Since things seem so geared to Biblical themes - i.e. long term memory - and things of the present [our loved ones] seem to go unnoticed - i.e. short term memory - then perhaps god is already on Aricept in an attempt to slow down his/her dementia?

If this offends, do PM me and I'll remove it at once!
 

daughter

Registered User
Mar 16, 2005
824
0
I wonder then, what is the defininition a christian - is it one who can remember why they are praying and who they are praying to? And if they don't - does it matter to the church?
 

Fr Ian

Registered User
Jun 1, 2005
6
0
Hazel,
That is an excellent question. Thank you. It is a question I will use to challenge those clergy who flaunt the pastoral care of those with dementia.

Ian
 
Last edited:

Norman

Registered User
Oct 9, 2003
4,348
0
Birmingham Hades
Hazel
I too would like to see the defination of a christian.
The dictionary gives a very airy fairy answer,perhaps no one can give better.
Over the years I have asked so many questions about religion from ministers of different religions but never got satisfactory answers.
I have made a study of many religions over the years,like so many I suppose looking for something to have faith in,I am not looking any longer,my faith,if I had any, died when AD arrived.
Norman :confused:
 

daughter

Registered User
Mar 16, 2005
824
0
Isn't the usual answer: "it says so in the bible?" :rolleyes:

I have faith in you, Norm. :cool:
 

Brucie

Registered User
Jan 31, 2004
12,413
0
near London
... and isn't that the answer really?

If we ascribe every good thing to the influence of 'god' then doesn't that detract from the basic goodness we find in human beings?

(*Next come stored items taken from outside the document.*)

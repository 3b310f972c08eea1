mod support;

use std::path::Path;
use std::process::{Command, Output};

use assert_cmd::prelude::*;
use serde_json::Value;
use support::{spawn_backend, Backend, API_KEY};
use tempfile::TempDir;

const PAGE: &str = r#"<html><body><article><p id="post-1">You are scum.</p></article><p id="post-2">Lovely weather today.</p></body></html>"#;

fn sentinel(workdir: &Path, args: Vec<String>) -> Command {
    let bin = assert_cmd::cargo::cargo_bin!("sentinel");
    let mut cmd = Command::new(bin);
    cmd.current_dir(workdir)
        .env_remove("RUST_LOG")
        .arg("--config")
        .arg(workdir.join("missing.yaml"))
        .args(args);
    cmd
}

async fn run(mut cmd: Command) -> Output {
    tokio::task::spawn_blocking(move || cmd.assert().success().get_output().clone())
        .await
        .unwrap()
}

fn stdout_json(output: &Output) -> Value {
    let stdout = String::from_utf8(output.stdout.clone()).expect("utf8 output");
    serde_json::from_str(stdout.trim()).expect("valid json")
}

fn scan_args(dir: &TempDir, base_url: &str, extra: &[&str]) -> Vec<String> {
    let mut args: Vec<String> = vec![
        "scan".into(),
        "--page".into(),
        dir.path().join("page.html").display().to_string(),
        "--url".into(),
        "https://x.com/home".into(),
        "--relay".into(),
        base_url.into(),
        "--api-key".into(),
        API_KEY.into(),
        "--data-dir".into(),
        dir.path().join("data").display().to_string(),
    ];
    args.extend(extra.iter().map(|arg| arg.to_string()));
    args
}

#[tokio::test(flavor = "multi_thread", worker_threads = 2)]
async fn scan_prints_summary_and_writes_annotated_page() {
    let backend = spawn_backend(Backend::default()).await;
    let dir = TempDir::new().unwrap();
    std::fs::write(dir.path().join("page.html"), PAGE).unwrap();
    let out = dir.path().join("annotated.html");

    let output = run(sentinel(
        dir.path(),
        scan_args(&dir, &backend.base_url(), &["--out", out.to_str().unwrap()]),
    ))
    .await;

    let summary = stdout_json(&output);
    assert_eq!(summary["processedElements"], 2);
    assert_eq!(summary["flaggedElements"], 1);
    assert_eq!(summary["flaggedSegments"], 1);
    assert_eq!(summary["batchSize"], 2);
    assert_eq!(summary["style"], "highlight");

    let html = std::fs::read_to_string(&out).unwrap();
    assert!(html.starts_with("<!DOCTYPE html>"));
    assert!(html.contains("sentinel-inline"));
    assert_eq!(backend.recorded.lock().batches.len(), 1);
}

#[tokio::test(flavor = "multi_thread", worker_threads = 2)]
async fn persisted_sensitivity_applies_unless_overridden() {
    let backend = spawn_backend(Backend::default()).await;
    let dir = TempDir::new().unwrap();
    std::fs::write(dir.path().join("page.html"), PAGE).unwrap();
    std::fs::create_dir_all(dir.path().join("data")).unwrap();
    std::fs::write(dir.path().join("data/sensitivity.json"), "0.95").unwrap();
    std::fs::write(dir.path().join("data/highlightStyle.json"), "\"redact\"").unwrap();

    let output = run(sentinel(dir.path(), scan_args(&dir, &backend.base_url(), &[]))).await;
    let summary = stdout_json(&output);
    assert_eq!(summary["threshold"], 0.95);
    assert_eq!(summary["style"], "redact");
    assert_eq!(summary["flaggedElements"], 0);

    let output = run(sentinel(
        dir.path(),
        scan_args(&dir, &backend.base_url(), &["--sensitivity", "0.5"]),
    ))
    .await;
    let summary = stdout_json(&output);
    assert_eq!(summary["threshold"], 0.5);
    assert_eq!(summary["flaggedElements"], 1);
}

#[tokio::test(flavor = "multi_thread", worker_threads = 2)]
async fn feedback_pending_is_empty_for_fresh_data_dir() {
    let dir = TempDir::new().unwrap();
    let data = dir.path().join("data").display().to_string();

    let output = run(sentinel(
        dir.path(),
        vec!["feedback".into(), "pending".into(), "--data-dir".into(), data],
    ))
    .await;
    assert_eq!(stdout_json(&output), Value::Array(Vec::new()));
}

#[tokio::test(flavor = "multi_thread", worker_threads = 2)]
async fn config_show_prints_effective_policy() {
    let dir = TempDir::new().unwrap();
    let output = run(sentinel(dir.path(), vec!["config".into(), "show".into()])).await;
    let stdout = String::from_utf8(output.stdout).unwrap();
    assert!(stdout.contains("sensitivity: 0.8"));
    assert!(stdout.contains("localhost:5000"));
}

#[tokio::test(flavor = "multi_thread", worker_threads = 2)]
async fn config_show_sources_names_the_layer_of_each_setting() {
    let dir = TempDir::new().unwrap();
    let mut cmd = sentinel(
        dir.path(),
        vec!["config".into(), "show".into(), "--sources".into()],
    );
    cmd.env("SENTINEL__SCAN__SENSITIVITY", "0.65");
    let output = run(cmd).await;
    let stdout = String::from_utf8(output.stdout).unwrap();
    assert!(stdout.contains("sensitivity: 0.65"));
    assert!(stdout.contains("# Sources"));
    assert!(stdout.contains("scan.sensitivity: env"));
    assert!(stdout.contains("scan.debounce_ms: builtin"));
}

Also, if we ascribe all things good to 'god' then shouldn't he/she also get the blame for the bad things? He/she is supposed to be 'almighty' after all.....
:confused:
 

daughter

Registered User
Mar 16, 2005
824
0
I will be interested to see your clergy's answers, Ian.

Here's another question:

Why is it that my parents, the nicest, most kind people you could ever meet; never hurt anyone; always ready to help anyone; generous to a fault; the best Grandparents to my sister's and my children, ended up having to cope with AD, Dad as a victim of the disease and Mum as the carer? There's no rhyme nor reason, it's just life being unfair.